Beginning with the line that contains "filename drawerstack-cli/src/main.rs" in the material below, print each line exactly until the line that contains "use drawerstack_core::presentation::resolve_with;" has been printed, then stop.
+++
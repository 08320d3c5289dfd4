//! Domain types for the drawer stack

pub mod audit;
pub mod entry;
pub mod ids;

pub use audit::TransitionRecord;
pub use entry::{
    AnimationState, DrawerEntry, ExitDisposition, OpenOptions, PresentationRequest, Props,
    SizeToken,
};
pub use ids::{ContentType, DrawerId, SubscriptionId};
//! Drawerstack TUI: a travel itinerary with drawers stacked over it.
//!
//! Hosts `drawerstack-core` in a terminal:
//! - Drawer content (trip settings, place selector, meal editor, hotel picker)
//! - Cell ↔ pixel geometry so breakpoints and swipe thresholds carry over
//! - Keyboard and mouse dispatch into the session controller
//! - Rendering of each mounted shell by presentation mode and transform

pub mod app;
pub mod content;
pub mod geometry;
pub mod input;
pub mod logging;
pub mod navigation;
pub mod theme;
pub mod ui;

pub use app::AppState;
pub use content::{TuiContent, TuiController};
pub use theme::Theme;
//! Drawerstack Core: overlay stack controller.
//!
//! This crate contains everything that decides which drawer is presented,
//! how it is hosted, and how it comes and goes:
//! - Domain types (ids, entries, open options, animation states)
//! - Presentation resolver (viewport width → sheet / side panel / fullscreen)
//! - Gesture evaluator and drag tracker (swipe-to-dismiss)
//! - Shell state machine (enter/exit/snap-back transitions, focus trap)
//! - Stack store (ordering, hidden pool, subscribers, audit trail)
//! - Mount (content registry, one shell per entry, z-order)
//! - Controller and per-thread session tying store and mount together
//!
//! Nothing here renders. Hosts drive frames with `DrawerController::tick` and
//! draw from `DrawerController::drawers`.

pub mod config;
pub mod controller;
pub mod domain;
pub mod error;
pub mod gesture;
pub mod mount;
pub mod presentation;
pub mod session;
pub mod shell;
pub mod store;

pub use config::DrawerConfig;
pub use controller::DrawerController;
pub use domain::{
    AnimationState, ContentType, DrawerEntry, DrawerId, OpenOptions, PresentationRequest, Props,
    SizeToken,
};
pub use error::DrawerError;
pub use gesture::{evaluate_release, GestureVerdict};
pub use mount::{ContentAction, ContentRegistry, DrawerCallbacks, DrawerContent, DrawerContentProvider};
pub use presentation::{resolve, Presentation, PresentationMode};
pub use shell::{FocusTarget, Shell, ShellEvent, Transform};
pub use store::{DrawerStore, StackSnapshot, StoreEvent};
//! Background layer: the itinerary and the store event log.

use ratatui::layout::{Constraint, Direction, Layout, Rect};
use ratatui::text::{Line, Span};
use ratatui::widgets::{Block, Borders, Paragraph};
use ratatui::Frame;

use crate::app::AppState;
use crate::theme;

/// Draw the itinerary, dimmed by the strongest drawer backdrop.
pub fn render(f: &mut Frame, area: Rect, app: &AppState, backdrop: f64) {
    let chunks = Layout::default()
        .direction(Direction::Horizontal)
        .constraints([Constraint::Min(30), Constraint::Length(38)])
        .split(area);

    let base = theme::backdrop(backdrop);
    let covered = backdrop > 0.5;

    let block = Block::default()
        .borders(Borders::ALL)
        .border_style(if covered { base } else { theme::accent() })
        .title(" Itinerary ")
        .title_style(if covered { base } else { theme::accent_bold() });
    let inner = block.inner(chunks[0]);
    f.render_widget(block, chunks[0]);

    let lines: Vec<Line> = app
        .stops
        .iter()
        .enumerate()
        .map(|(i, stop)| {
            let selected = i == app.cursor;
            let marker = if selected { "▸" } else { " " };
            let place_style = if covered {
                base
            } else if selected {
                theme::accent_bold()
            } else {
                theme::text()
            };
            Line::from(vec![
                Span::styled(format!("{marker} Day {} ", stop.day), theme::muted()),
                Span::styled(format!("{:<10}", stop.place), place_style),
                Span::styled(stop.note, if covered { base } else { theme::muted() }),
            ])
        })
        .collect();
    f.render_widget(Paragraph::new(lines), inner);

    let log_block = Block::default()
        .borders(Borders::ALL)
        .border_style(theme::muted())
        .title(" Store events ");
    let log_inner = log_block.inner(chunks[1]);
    f.render_widget(log_block, chunks[1]);

    let events = app.recent_events();
    let lines: Vec<Line> = if events.is_empty() {
        vec![Line::from(Span::styled("No events yet.", theme::muted()))]
    } else {
        events
            .into_iter()
            .map(|e| Line::from(Span::styled(e, base)))
            .collect()
    };
    f.render_widget(Paragraph::new(lines), log_inner);
}
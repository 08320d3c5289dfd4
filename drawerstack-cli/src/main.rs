//! Drawerstack CLI: inspect and replay drawer stack behaviour headlessly.
//!
//! Commands:
//! - `resolve`: which presentation a drawer gets at a viewport width
//! - `gesture`: whether a sheet release dismisses or snaps back
//! - `replay`: drive a controller from a TOML script and print the stack
//! - `config`: print the effective configuration

mod logging;
mod script;

use std::path::{Path, PathBuf};

use anyhow::{bail, Context, Result};
use clap::{Parser, Subcommand};

use drawerstack_core::gesture::{DragTracker, GestureThresholds};
use drawerstack_core::presentation::resolve_with;
use drawerstack_core::{DrawerConfig, PresentationRequest, SizeToken};

use crate::logging::{LogConfig, LogFormat};
use crate::script::Script;

#[derive(Parser)]
#[command(
    name = "drawerstack",
    version,
    about = "Drawerstack CLI: presentation, gesture, and stack replay tools"
)]
struct Cli {
    /// Controller configuration (TOML). Defaults apply when omitted.
    #[arg(long, global = true)]
    config: Option<PathBuf>,

    /// Increase log verbosity (-v info, -vv debug, -vvv trace).
    #[arg(short, long, action = clap::ArgAction::Count, global = true)]
    verbose: u8,

    #[arg(long, value_enum, default_value_t = LogFormat::Pretty, global = true)]
    log_format: LogFormat,

    /// Append logs to this file instead of stderr.
    #[arg(long, global = true)]
    log_file: Option<PathBuf>,

    #[command(subcommand)]
    command: Commands,
}

#[derive(Subcommand)]
enum Commands {
    /// Resolve the presentation for a viewport width.
    Resolve {
        /// Viewport width in pixels.
        #[arg(long)]
        width: u32,

        /// `auto`, `fullscreen`, or a size token (`sm`..`full`).
        #[arg(long, default_value = "auto")]
        request: PresentationRequest,

        /// Default size token for side panels.
        #[arg(long)]
        size: Option<SizeToken>,
    },
    /// Evaluate a sheet drag release.
    Gesture {
        /// Release offset in pixels (positive = downward).
        #[arg(long, conflicts_with = "samples")]
        offset: Option<f64>,

        /// Release velocity in px/s.
        #[arg(long, default_value_t = 0.0)]
        velocity: f64,

        /// Pointer samples as `ms:px` pairs, e.g. `0:0,40:60,80:130`.
        #[arg(long)]
        samples: Option<String>,
    },
    /// Replay a TOML script against a fresh controller.
    Replay {
        script: PathBuf,

        /// Emit one JSON report per step instead of text.
        #[arg(long, default_value_t = false)]
        json: bool,
    },
    /// Print the effective configuration as TOML.
    Config,
}

fn main() -> Result<()> {
    let cli = Cli::parse();

    let log_config = LogConfig::from_verbosity(cli.verbose)
        .with_format(cli.log_format)
        .with_log_file(cli.log_file.clone());
    logging::init_logging(&log_config).context("initialising logging")?;

    let config = load_config(cli.config.as_deref())?;

    match cli.command {
        Commands::Resolve {
            width,
            request,
            size,
        } => run_resolve(&config, width, request, size),
        Commands::Gesture {
            offset,
            velocity,
            samples,
        } => run_gesture(&config, offset, velocity, samples.as_deref()),
        Commands::Replay { script, json } => run_replay(config, &script, json),
        Commands::Config => {
            print!("{}", config.to_toml()?);
            Ok(())
        }
    }
}

fn load_config(path: Option<&Path>) -> Result<DrawerConfig> {
    match path {
        Some(path) => {
            let config = DrawerConfig::load(path)?;
            tracing::info!(path = %path.display(), "configuration loaded");
            Ok(config)
        }
        None => Ok(DrawerConfig::default()),
    }
}

fn run_resolve(
    config: &DrawerConfig,
    width: u32,
    request: PresentationRequest,
    size: Option<SizeToken>,
) -> Result<()> {
    let presentation = resolve_with(&config.presentation, width, request, size);
    println!(
        "{} {}px (viewport {width}px, request {request})",
        presentation.mode, presentation.width_px
    );
    Ok(())
}

fn run_gesture(
    config: &DrawerConfig,
    offset: Option<f64>,
    velocity: f64,
    samples: Option<&str>,
) -> Result<()> {
    let thresholds = GestureThresholds::from(&config.gesture);

    let (offset, velocity) = match (offset, samples) {
        (Some(offset), _) => (offset, velocity),
        (None, Some(samples)) => {
            let samples = parse_samples(samples)?;
            let release = track(config, &samples);
            (release.0, release.1)
        }
        (None, None) => bail!("one of --offset or --samples is required"),
    };

    let verdict = thresholds.evaluate(offset, velocity);
    println!("{verdict:?}: offset {offset:.1}px, velocity {velocity:.1}px/s");
    Ok(())
}

/// Parse `ms:px` pairs separated by commas.
fn parse_samples(input: &str) -> Result<Vec<(u64, f64)>> {
    let mut samples = Vec::new();
    for pair in input.split(',').map(str::trim).filter(|p| !p.is_empty()) {
        let (ms, px) = pair
            .split_once(':')
            .with_context(|| format!("sample '{pair}' is not ms:px"))?;
        let ms: u64 = ms.trim().parse().with_context(|| format!("bad time in '{pair}'"))?;
        let px: f64 = px.trim().parse().with_context(|| format!("bad offset in '{pair}'"))?;
        if let Some(&(last, _)) = samples.last() {
            if ms < last {
                bail!("sample times must not go backwards ({ms} after {last})");
            }
        }
        samples.push((ms, px));
    }
    if samples.is_empty() {
        bail!("--samples needs at least one ms:px pair");
    }
    Ok(samples)
}

/// Feed samples through a tracker and release at the last timestamp.
fn track(config: &DrawerConfig, samples: &[(u64, f64)]) -> (f64, f64) {
    let mut tracker = DragTracker::new(&config.gesture);
    let start = samples[0].0;
    tracker.begin(start);
    for &(ms, px) in samples {
        tracker.push(px, ms);
    }
    let end = samples.last().map_or(start, |s| s.0);
    let release = tracker.release(end);
    (release.offset_px, release.velocity_px_per_sec)
}

fn run_replay(config: DrawerConfig, path: &Path, json: bool) -> Result<()> {
    let source = std::fs::read_to_string(path)
        .with_context(|| format!("reading script {}", path.display()))?;
    let script = Script::parse(&source)?;
    tracing::info!(steps = script.steps.len(), path = %path.display(), "replaying script");

    let reports = script::replay(&script, config)?;
    for report in &reports {
        if json {
            println!("{}", serde_json::to_string(report)?);
        } else {
            print!("{}", report.render_text());
        }
    }
    Ok(())
}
+++
* **Solution for this exercise**
filename drawerstack-cli/src/main.rs
//! Drawerstack CLI: inspect and replay drawer stack behaviour headlessly.
//!
//! Commands:
//! - `resolve`: which presentation a drawer gets at a viewport width
//! - `gesture`: whether a sheet release dismisses or snaps back
//! - `replay`: drive a controller from a TOML script and print the stack
//! - `config`: print the effective configuration

mod logging;
mod script;

use std::path::{Path, PathBuf};

use anyhow::{bail, Context, Result};
use clap::{Parser, Subcommand};

use drawerstack_core::gesture::{DragTracker, GestureThresholds};
use drawerstack_core::presentation::resolve_with;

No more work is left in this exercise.